Gingrich visits Newport Beach

Presidential hopeful Newt Gingrich promised to drive down the price of gasoline and change the culture in Washington during a Southern California fundraising tour that included stops in Newport Beach, Tustin and Pasadena.

He emphasized lower gas prices during his Monday night stop at the Island Hotel in Newport Beach, according to an interview with the Orange County Register.

"I think we focus on very big ideas like $2-a-gallon gasoline, 4% unemployment, allowing young people to have personal Social Security savings accounts, and we rebuild our momentum," he told the newspaper. "We have to get past the brief Santorum boomlet, and another two weeks from now I think we'll be back in the hunt."

The former House speaker from Georgia mocked liberals and earned cheers during his Pasadena stop, when he laid out plans for a scaled-back federal government that would foster vigorous job growth.
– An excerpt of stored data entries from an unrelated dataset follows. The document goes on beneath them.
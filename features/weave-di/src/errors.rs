use std::sync::Arc;

use thiserror::Error;
use weave_config::ConfigError;

use crate::{dependency_graph::DependencyGraphError, types::DynError};

/// A placeholder could not be substituted
#[derive(Error, Debug, Clone, PartialEq, Eq)]
pub enum ReferenceError {
    /// `$name` names no registered scalar - the configuration is invalid
    #[error("Invalid service argument scalar '${0}' (not found)")]
    UnknownScalar(String),
    /// `@name` names a service which was not built yet
    ///
    /// With dependency ordered construction this only happens on an internal bug
    #[error("Service '@{0}' was referenced before it was instantiated")]
    UninstantiatedService(String),
}

/// The registry has no symbol for the reference
#[derive(Error, Debug, Clone, PartialEq, Eq)]
#[error("No constructor found for '{module}{}'", .symbol.as_ref().map(|s| format!(".{s}")).unwrap_or_default())]
pub struct ConstructorNotFound {
    pub module: String,
    pub symbol: Option<String>,
}

/// Returned by [`Invocable`](crate::factories::Invocable) implementations for unknown methods
#[derive(Error, Debug, Clone, PartialEq, Eq)]
#[error("'{type_name}' has no method '{method}'")]
pub struct UnknownMethod {
    pub type_name: &'static str,
    pub method: String,
}
impl UnknownMethod {
    pub fn of<T: ?Sized>(method: &str) -> Self {
        Self {
            type_name: std::any::type_name::<T>(),
            method: method.to_string(),
        }
    }
}

/// Errors when trying to require a built service
#[derive(Error, Debug, Clone)]
pub enum RequireError {
    /// The required service is not known
    #[error("The required service '{0}' is not known.")]
    Missing(String),

    #[error("Failed to downcast '{name}', required: '{required_type}' actual: '{actual_type}'")]
    DowncastFailed {
        name: String,
        required_type: &'static str,
        actual_type: &'static str,
    },
}

/// Errors while building the services
#[derive(Error, Debug, Clone)]
pub enum InitError {
    /// A service definition is malformed or incomplete
    #[error(transparent)]
    Config(#[from] ConfigError),

    /// There are issues with the dependency graph
    #[error(transparent)]
    DependencyGraph(#[from] DependencyGraphError),

    /// An argument placeholder could not be substituted
    #[error("Service '{component}' has an unresolvable argument: {source}")]
    Reference {
        component: String,
        source: ReferenceError,
    },

    /// The registry does not know the service's module or class
    #[error("Service '{component}' could not be resolved: {source}")]
    MissingConstructor {
        component: String,
        source: ConstructorNotFound,
    },

    /// A non-static service resolved to a plain value
    #[error("Service '{component}' is not static, but its symbol is not constructible")]
    NotConstructible { component: String },

    /// A constructor failed to build
    #[error("Constructor for '{component}' failed - error: {error}")]
    ConstructionFailed {
        component: String,
        error: Arc<DynError>,
    },

    /// A method was called on a service which does not accept calls
    #[error("Service '{component}' ({type_name}) does not accept method calls, tried '{method}'")]
    NotInvocable {
        component: String,
        method: String,
        type_name: &'static str,
    },

    /// A factory method or post-construction call failed
    #[error("Call '{method}' on '{component}' failed - error: {error}")]
    CallFailed {
        component: String,
        method: String,
        error: Arc<DynError>,
    },

    #[error("Factory method '{method}' of '{component}' returned nothing")]
    FactoryReturnedNothing { component: String, method: String },

    /// A service was recorded twice during one run
    #[error("Service '{0}' was instantiated twice")]
    AlreadyInstantiated(String),

    /// Initiation timed out
    #[error("Initiation timed out")]
    Timeout,
}
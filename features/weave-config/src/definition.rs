use std::collections::{BTreeSet, HashMap};

use serde::{Deserialize, Serialize};
use serde_json::{Map, Value};

use crate::{errors::ConfigError, reference::collect_services};

/// How to construct a single service
///
/// Mirrors one entry of the `services` section of a configuration:
///
/// ```yaml
/// mailer:
///   module: app.mail
///   class: Mailer
///   args: ["@transport", "$sender"]
///   calls:
///     - method: set_retries
///       args: [3]
/// ```
#[derive(Debug, Clone, Default, PartialEq, Serialize, Deserialize)]
pub struct ServiceDefinition {
    pub module: Option<String>,
    pub class: Option<String>,
    #[serde(default)]
    pub args: Vec<Value>,
    #[serde(default)]
    pub kwargs: Map<String, Value>,
    pub factory_method: Option<String>,
    #[serde(default)]
    pub factory_args: Vec<Value>,
    #[serde(default)]
    pub factory_kwargs: Map<String, Value>,
    /// Hand out the looked up symbol itself instead of calling it
    #[serde(default, rename = "static")]
    pub is_static: bool,
    #[serde(default)]
    pub calls: Vec<CallSpec>,
}

/// A method invoked on a service after it has been constructed
#[derive(Debug, Clone, Default, PartialEq, Serialize, Deserialize)]
pub struct CallSpec {
    pub method: Option<String>,
    #[serde(default)]
    pub args: Vec<Value>,
    #[serde(default)]
    pub kwargs: Map<String, Value>,
}

impl ServiceDefinition {
    pub fn new(module: impl Into<String>) -> Self {
        Self {
            module: Some(module.into()),
            ..Default::default()
        }
    }

    /// Parses and validates the definition of service `name`
    pub fn from_value(name: &str, value: &Value) -> Result<Self, ConfigError> {
        let definition: ServiceDefinition = serde_json::from_value(value.clone())
            .map_err(|e| ConfigError::validation(format!("service '{name}'"), e))?;

        definition.validate(name)?;
        Ok(definition)
    }

    /// Checks that all required fields are present
    pub fn validate(&self, name: &str) -> Result<(), ConfigError> {
        let module = match self.module.as_deref() {
            Some(module) if !module.is_empty() => module,
            _ => {
                return Err(ConfigError::invalid(
                    name,
                    "service configurations must define a module",
                ))
            }
        };

        if !self.is_static && self.class.is_none() {
            return Err(ConfigError::invalid(
                name,
                format!("non-static service configurations must define a class: module is {module}"),
            ));
        }

        for call in &self.calls {
            call.method_name(name)?;
        }

        Ok(())
    }

    pub fn module_name(&self) -> &str {
        self.module.as_deref().unwrap_or_default()
    }

    /// Names of all services referenced anywhere in the arguments
    pub fn dependencies(&self) -> BTreeSet<String> {
        let mut dependencies = BTreeSet::new();

        let calls = self
            .calls
            .iter()
            .flat_map(|call| call.args.iter().chain(call.kwargs.values()));

        self.args
            .iter()
            .chain(self.kwargs.values())
            .chain(self.factory_args.iter())
            .chain(self.factory_kwargs.values())
            .chain(calls)
            .for_each(|value| collect_services(value, &mut dependencies));

        dependencies
    }

    pub fn with_class(mut self, class: impl Into<String>) -> Self {
        self.class = Some(class.into());
        self
    }

    pub fn with_arg(mut self, arg: impl Into<Value>) -> Self {
        self.args.push(arg.into());
        self
    }

    pub fn with_kwarg(mut self, name: impl Into<String>, value: impl Into<Value>) -> Self {
        self.kwargs.insert(name.into(), value.into());
        self
    }

    pub fn with_factory_method(mut self, method: impl Into<String>) -> Self {
        self.factory_method = Some(method.into());
        self
    }

    pub fn with_factory_arg(mut self, arg: impl Into<Value>) -> Self {
        self.factory_args.push(arg.into());
        self
    }

    pub fn with_factory_kwarg(mut self, name: impl Into<String>, value: impl Into<Value>) -> Self {
        self.factory_kwargs.insert(name.into(), value.into());
        self
    }

    pub fn with_static(mut self, is_static: bool) -> Self {
        self.is_static = is_static;
        self
    }

    pub fn with_call(mut self, call: CallSpec) -> Self {
        self.calls.push(call);
        self
    }
}

impl CallSpec {
    pub fn new(method: impl Into<String>) -> Self {
        Self {
            method: Some(method.into()),
            ..Default::default()
        }
    }

    /// Method to invoke on the service `service`
    pub fn method_name(&self, service: &str) -> Result<&str, ConfigError> {
        self.method
            .as_deref()
            .ok_or_else(|| ConfigError::invalid(service, "service call must define a method"))
    }

    pub fn with_arg(mut self, arg: impl Into<Value>) -> Self {
        self.args.push(arg.into());
        self
    }

    pub fn with_kwarg(mut self, name: impl Into<String>, value: impl Into<Value>) -> Self {
        self.kwargs.insert(name.into(), value.into());
        self
    }
}

/// All service definitions, in declaration order
#[derive(Debug, Clone, Default, PartialEq)]
pub struct Definitions {
    entries: Vec<(String, ServiceDefinition)>,
    index: HashMap<String, usize>,
}

impl Definitions {
    pub fn new() -> Self {
        Self::default()
    }

    /// Parses a mapping of service name to definition
    pub fn from_value(value: &Value) -> Result<Self, ConfigError> {
        let Value::Object(services) = value else {
            return Err(ConfigError::validation(
                "services",
                "expected a mapping of service name to definition",
            ));
        };

        let mut definitions = Self::new();
        for (name, definition) in services {
            definitions.add(name.clone(), ServiceDefinition::from_value(name, definition)?)?;
        }

        tracing::debug!("Parsed {} service definitions", definitions.len());
        Ok(definitions)
    }

    /// Adds a definition, rejecting duplicate names
    pub fn add(
        &mut self,
        name: impl Into<String>,
        definition: ServiceDefinition,
    ) -> Result<&mut Self, ConfigError> {
        let name = name.into();
        if self.index.contains_key(&name) {
            return Err(ConfigError::DuplicateService(name));
        }

        self.index.insert(name.clone(), self.entries.len());
        self.entries.push((name, definition));
        Ok(self)
    }

    pub fn get(&self, name: &str) -> Option<&ServiceDefinition> {
        self.index.get(name).map(|&i| &self.entries[i].1)
    }

    pub fn contains(&self, name: &str) -> bool {
        self.index.contains_key(name)
    }

    pub fn iter(&self) -> impl Iterator<Item = (&str, &ServiceDefinition)> {
        self.entries.iter().map(|(name, def)| (name.as_str(), def))
    }

    pub fn names(&self) -> impl Iterator<Item = &str> {
        self.entries.iter().map(|(name, _)| name.as_str())
    }

    pub fn len(&self) -> usize {
        self.entries.len()
    }

    pub fn is_empty(&self) -> bool {
        self.entries.is_empty()
    }
}

impl IntoIterator for Definitions {
    type Item = (String, ServiceDefinition);
    type IntoIter = std::vec::IntoIter<(String, ServiceDefinition)>;

    fn into_iter(self) -> Self::IntoIter {
        self.entries.into_iter()
    }
}
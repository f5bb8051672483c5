use std::{
    any::{Any, TypeId},
    fmt::Debug,
    sync::Arc,
};

use crate::factories::Invocable;

/// All errors must be Send + Sync
pub type DynError = Box<dyn std::error::Error + Send + Sync>;

/// We assume that we are using a multithreaded async runtime
/// So anything injectable needs to be Send + Sync + 'static
pub trait Injectable: Send + Sync + 'static {}
impl<T: Send + Sync + 'static> Injectable for T {}

/// A built service
///
/// Clones share the same value. Two instances are equal when they are the same value,
/// not when their contents compare equal.
#[derive(Clone)]
pub struct Instance {
    pub info: TypeInfo,
    pub instance: Arc<dyn Any + Send + Sync + 'static>,
    methods: Option<Arc<dyn Invocable>>,
}

impl Instance {
    /// Wraps a value which does not accept method calls
    pub fn new<ExistingInstance: Injectable>(instance: ExistingInstance) -> Self {
        Instance {
            info: TypeInfo::of::<ExistingInstance>(),
            instance: Arc::new(instance),
            methods: None,
        }
    }

    /// Wraps a value whose methods can be called by factory methods and post-construction calls
    pub fn invocable<ExistingInstance: Invocable>(instance: ExistingInstance) -> Self {
        let shared = Arc::new(instance);
        Instance {
            info: TypeInfo::of::<ExistingInstance>(),
            instance: shared.clone(),
            methods: Some(shared as Arc<dyn Invocable>),
        }
    }

    pub fn downcast<T: Injectable>(&self) -> Result<Arc<T>, &'static str> {
        match Arc::downcast::<T>(self.instance.clone()) {
            Ok(downcasted) => Ok(downcasted),
            Err(_) => Err(self.info.type_name),
        }
    }

    pub fn is<T: Injectable>(&self) -> bool {
        self.info.type_id == TypeId::of::<T>()
    }

    /// Method table of the value, if it accepts calls
    pub fn methods(&self) -> Option<&Arc<dyn Invocable>> {
        self.methods.as_ref()
    }

    pub fn ptr_eq(&self, other: &Instance) -> bool {
        Arc::ptr_eq(&self.instance, &other.instance)
    }
}

impl PartialEq for Instance {
    fn eq(&self, other: &Self) -> bool {
        self.ptr_eq(other)
    }
}

impl Debug for Instance {
    fn fmt(&self, f: &mut std::fmt::Formatter<'_>) -> std::fmt::Result {
        f.debug_tuple("Instance").field(&self.info.type_name).finish()
    }
}

/// Type Name and Type Id
#[derive(Debug, Clone, Copy, Hash, PartialEq, Eq)]
pub struct TypeInfo {
    pub type_name: &'static str,
    pub type_id: TypeId,
}
impl std::fmt::Display for TypeInfo {
    fn fmt(&self, f: &mut std::fmt::Formatter<'_>) -> std::fmt::Result {
        f.write_str(self.type_name)
    }
}
impl TypeInfo {
    pub fn of<T: 'static + ?Sized>() -> TypeInfo {
        TypeInfo {
            type_name: std::any::type_name::<T>(),
            type_id: TypeId::of::<T>(),
        }
    }
}
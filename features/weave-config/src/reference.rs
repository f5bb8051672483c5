use std::{collections::BTreeSet, fmt::Display};

use serde_json::Value;

/// Prefix of a scalar placeholder, `$name`
pub const SCALAR_SIGIL: char = '$';
/// Prefix of a service placeholder, `@name`
pub const SERVICE_SIGIL: char = '@';

/// A placeholder inside an argument string
#[derive(Debug, Clone, Copy, PartialEq, Eq)]
pub enum Reference<'a> {
    /// Resolved against the scalar table
    Scalar(&'a str),
    /// Resolved against the already built services
    Service(&'a str),
}

impl<'a> Reference<'a> {
    /// Returns the placeholder `raw` denotes, if any
    pub fn parse(raw: &'a str) -> Option<Self> {
        if let Some(name) = raw.strip_prefix(SCALAR_SIGIL) {
            return Some(Reference::Scalar(name));
        }

        raw.strip_prefix(SERVICE_SIGIL).map(Reference::Service)
    }

    /// Name without the sigil
    pub fn name(&self) -> &'a str {
        match self {
            Reference::Scalar(name) | Reference::Service(name) => name,
        }
    }
}

impl Display for Reference<'_> {
    fn fmt(&self, f: &mut std::fmt::Formatter<'_>) -> std::fmt::Result {
        match self {
            Reference::Scalar(name) => write!(f, "{SCALAR_SIGIL}{name}"),
            Reference::Service(name) => write!(f, "{SERVICE_SIGIL}{name}"),
        }
    }
}

/// Collects the name of every service placeholder inside `value`,
/// descending into sequences and mappings
pub fn collect_services(value: &Value, into: &mut BTreeSet<String>) {
    match value {
        Value::String(raw) => {
            if let Some(Reference::Service(name)) = Reference::parse(raw) {
                into.insert(name.to_string());
            }
        }
        Value::Array(items) => {
            for item in items {
                collect_services(item, into);
            }
        }
        Value::Object(map) => {
            for item in map.values() {
                collect_services(item, into);
            }
        }
        Value::Null | Value::Bool(_) | Value::Number(_) => {}
    }
}

#[cfg(test)]
mod tests {
    use super::*;
    use serde_json::json;

    #[test]
    fn test_parse_placeholders() {
        assert_eq!(Reference::parse("$flib"), Some(Reference::Scalar("flib")));
        assert_eq!(Reference::parse("@foo"), Some(Reference::Service("foo")));
        assert_eq!(Reference::parse("plain"), None);
        assert_eq!(Reference::parse("mail@example.com"), None);
    }

    #[test]
    fn test_display_keeps_sigil() {
        assert_eq!(Reference::Scalar("flib").to_string(), "$flib");
        assert_eq!(Reference::Service("foo").to_string(), "@foo");
    }

    #[test]
    fn test_collect_nested_services() {
        let value = json!([
            "@foo",
            "$flib",
            { "config": { "bar": ["@bar", 10] } },
            [["@baz"]],
        ]);

        let mut services = BTreeSet::new();
        collect_services(&value, &mut services);

        let expected: BTreeSet<String> = ["bar", "baz", "foo"].map(String::from).into();
        assert_eq!(services, expected);
    }
}
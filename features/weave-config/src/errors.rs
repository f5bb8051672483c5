/// Errors in the declarative service configuration
#[derive(thiserror::Error, Debug, Clone, PartialEq, Eq)]
pub enum ConfigError {
    /// The configuration does not have the expected shape
    #[error("Malformed {context}: {reason}")]
    Validation { context: String, reason: String },

    /// A required field is absent or contradicts another one
    #[error("Invalid service configuration for '{name}': {reason}")]
    InvalidConfiguration { name: String, reason: String },

    /// The scalar name is already registered
    #[error("The scalar '{0}' is already registered")]
    ScalarAlreadyRegistered(String),

    /// The service name is defined twice
    #[error("The service '{0}' is defined twice")]
    DuplicateService(String),
}

impl ConfigError {
    pub(crate) fn validation(context: impl Into<String>, reason: impl ToString) -> Self {
        Self::Validation {
            context: context.into(),
            reason: reason.to_string(),
        }
    }

    pub(crate) fn invalid(name: &str, reason: impl Into<String>) -> Self {
        Self::InvalidConfiguration {
            name: name.to_string(),
            reason: reason.into(),
        }
    }
}
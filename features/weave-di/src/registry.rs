use std::{collections::HashMap, fmt::Debug, sync::Arc};

use crate::{
    errors::ConstructorNotFound,
    factories::{Constructible, Constructor},
    types::Instance,
};

/// What a `module` / `class` reference resolves to
#[derive(Clone)]
pub enum Symbol {
    /// Something that can be called with arguments
    Constructor(Constructor),
    /// A plain value, only usable by `static` services
    Value(Instance),
}
impl Debug for Symbol {
    fn fmt(&self, f: &mut std::fmt::Formatter<'_>) -> std::fmt::Result {
        match self {
            Symbol::Constructor(_) => f.write_str("Symbol::Constructor"),
            Symbol::Value(instance) => f.debug_tuple("Symbol::Value").field(instance).finish(),
        }
    }
}

/// Looks up constructible symbols by name
///
/// Called once per service. Implementations must be safe for concurrent lookups,
/// as all services of a level are built at the same time.
pub trait ConstructorRegistry: Send + Sync {
    fn lookup(&self, module: &str, symbol: Option<&str>) -> Result<Symbol, ConstructorNotFound>;
}

impl<R: ConstructorRegistry + ?Sized> ConstructorRegistry for Arc<R> {
    fn lookup(&self, module: &str, symbol: Option<&str>) -> Result<Symbol, ConstructorNotFound> {
        (**self).lookup(module, symbol)
    }
}

/// Registry backed by a fixed table of symbols
#[derive(Clone, Default)]
pub struct StaticRegistry {
    symbols: HashMap<(String, Option<String>), Symbol>,
}
impl Debug for StaticRegistry {
    fn fmt(&self, f: &mut std::fmt::Formatter<'_>) -> std::fmt::Result {
        let mut list = f.debug_list();
        for (module, symbol) in self.symbols.keys() {
            match symbol {
                Some(symbol) => list.entry(&format_args!("{module}.{symbol}")),
                None => list.entry(module),
            };
        }
        list.finish()
    }
}

impl StaticRegistry {
    pub fn new() -> Self {
        Self::default()
    }

    /// Registers the constructor for `module.class`
    pub fn add_constructor<C: Constructible>(
        mut self,
        module: impl Into<String>,
        class: impl Into<String>,
        constructor: C,
    ) -> Self {
        self.symbols.insert(
            (module.into(), Some(class.into())),
            Symbol::Constructor(Arc::new(constructor)),
        );
        self
    }

    /// Registers a plain value for `module.symbol`, or for the module itself if `symbol` is `None`
    pub fn add_symbol(
        mut self,
        module: impl Into<String>,
        symbol: Option<&str>,
        value: Instance,
    ) -> Self {
        self.symbols.insert(
            (module.into(), symbol.map(str::to_string)),
            Symbol::Value(value),
        );
        self
    }

    pub fn len(&self) -> usize {
        self.symbols.len()
    }

    pub fn is_empty(&self) -> bool {
        self.symbols.is_empty()
    }
}

impl ConstructorRegistry for StaticRegistry {
    fn lookup(&self, module: &str, symbol: Option<&str>) -> Result<Symbol, ConstructorNotFound> {
        let key = (module.to_string(), symbol.map(str::to_string));
        self.symbols
            .get(&key)
            .cloned()
            .ok_or_else(|| ConstructorNotFound {
                module: key.0,
                symbol: key.1,
            })
    }
}
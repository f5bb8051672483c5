use std::collections::HashMap;

use indexmap::IndexMap;
use serde_json::{Map, Value};
use weave_config::{Reference, ScalarProvider};

use crate::{
    arguments::{Argument, CallArgs},
    errors::ReferenceError,
    types::Instance,
};

/// Substitutes `$scalar` and `@service` placeholders inside argument values
///
/// Works on any nesting of sequences and mappings, the input is left untouched.
/// Scalars are inserted as they are, placeholders inside a scalar value stay literal.
#[derive(Debug, Clone, Copy)]
pub struct ReferenceResolver<'a> {
    scalars: &'a ScalarProvider,
    instances: &'a HashMap<String, Instance>,
}

impl<'a> ReferenceResolver<'a> {
    pub fn new(scalars: &'a ScalarProvider, instances: &'a HashMap<String, Instance>) -> Self {
        Self { scalars, instances }
    }

    pub fn resolve(&self, value: &Value) -> Result<Argument, ReferenceError> {
        match value {
            Value::String(raw) => match Reference::parse(raw) {
                Some(Reference::Scalar(name)) => {
                    let scalar = self
                        .scalars
                        .get_scalar(name)
                        .ok_or_else(|| ReferenceError::UnknownScalar(name.to_string()))?;
                    tracing::trace!("Substituted scalar '{raw}'");
                    Ok(Argument::from(scalar))
                }
                Some(Reference::Service(name)) => {
                    let instance = self
                        .instances
                        .get(name)
                        .ok_or_else(|| ReferenceError::UninstantiatedService(name.to_string()))?;
                    tracing::trace!("Injected service '{raw}' ({})", instance.info);
                    Ok(Argument::Service(instance.clone()))
                }
                None => Ok(Argument::String(raw.clone())),
            },
            Value::Array(items) => items
                .iter()
                .map(|item| self.resolve(item))
                .collect::<Result<_, _>>()
                .map(Argument::Sequence),
            Value::Object(map) => self.resolve_kwargs(map).map(Argument::Mapping),
            Value::Null | Value::Bool(_) | Value::Number(_) => Ok(Argument::from(value)),
        }
    }

    pub fn resolve_args(&self, args: &[Value]) -> Result<Vec<Argument>, ReferenceError> {
        args.iter().map(|arg| self.resolve(arg)).collect()
    }

    pub fn resolve_kwargs(
        &self,
        kwargs: &Map<String, Value>,
    ) -> Result<IndexMap<String, Argument>, ReferenceError> {
        kwargs
            .iter()
            .map(|(name, value)| Ok((name.clone(), self.resolve(value)?)))
            .collect()
    }

    /// Resolves the argument lists of one call
    pub fn resolve_call(
        &self,
        args: &[Value],
        kwargs: &Map<String, Value>,
    ) -> Result<CallArgs, ReferenceError> {
        Ok(CallArgs {
            args: self.resolve_args(args)?,
            kwargs: self.resolve_kwargs(kwargs)?,
        })
    }
}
Gingrich decried what he called "President Obama's war on the Catholic Church." The president recently eliminated a part of his health care plan that would have forced religious groups to provide health insurance covering contraception services.

Gingrich also blasted the U.S. 9th Circuit Court of Appeals for a recent decision finding a 43-foot cross displayed at a public park was an unconstitutional government endorsement of religion. Gingrich slammed what he called a "bigoted, anti-religious court."

Before calling for tax cuts and more domestic oil exploration, Gingrich said, "Everything I'm about to talk to you about is doable, but not with the current Washington establishment."

He blamed President Obama, but added, "Frankly, some of the Republicans are not very helpful, either."

At another stop in South El Monte, Gingrich never mentioned his rivals, Rick Santorum and Mitt Romney.

Gingrich insisted he was sticking to talking about himself and what he believes is important to Californians.

"My big message is going to be more jobs and lower gas prices," the candidate told KTLA. "I think in California that should work reasonably well."

His visit comes as the National Review, a conservative publication, released this scathing opinion about Gingrich: "It would be a grave mistake for the party to make someone with such poor judgment and persistent unpopularity its presidential nominee."

"I ignore them," Gingrich told KTLA, saying the National Review "for a long time has been an insider establishment group."

Gingrich hasn't had a win since South Carolina. Romney, meantime, won Maine on Saturday, and Santorum is seeing a surge after his three back-to-back wins.

The latest poll by American Research Group has Santorum leading Romney by six percent in Michigan — the next primary, and Romney's home state.

"Last Monday you would have said, what should Rick Santorum do? He came in fourth for three primaries in a row," Gingrich said. "He had a good Tuesday. Now he's the flavor of the week."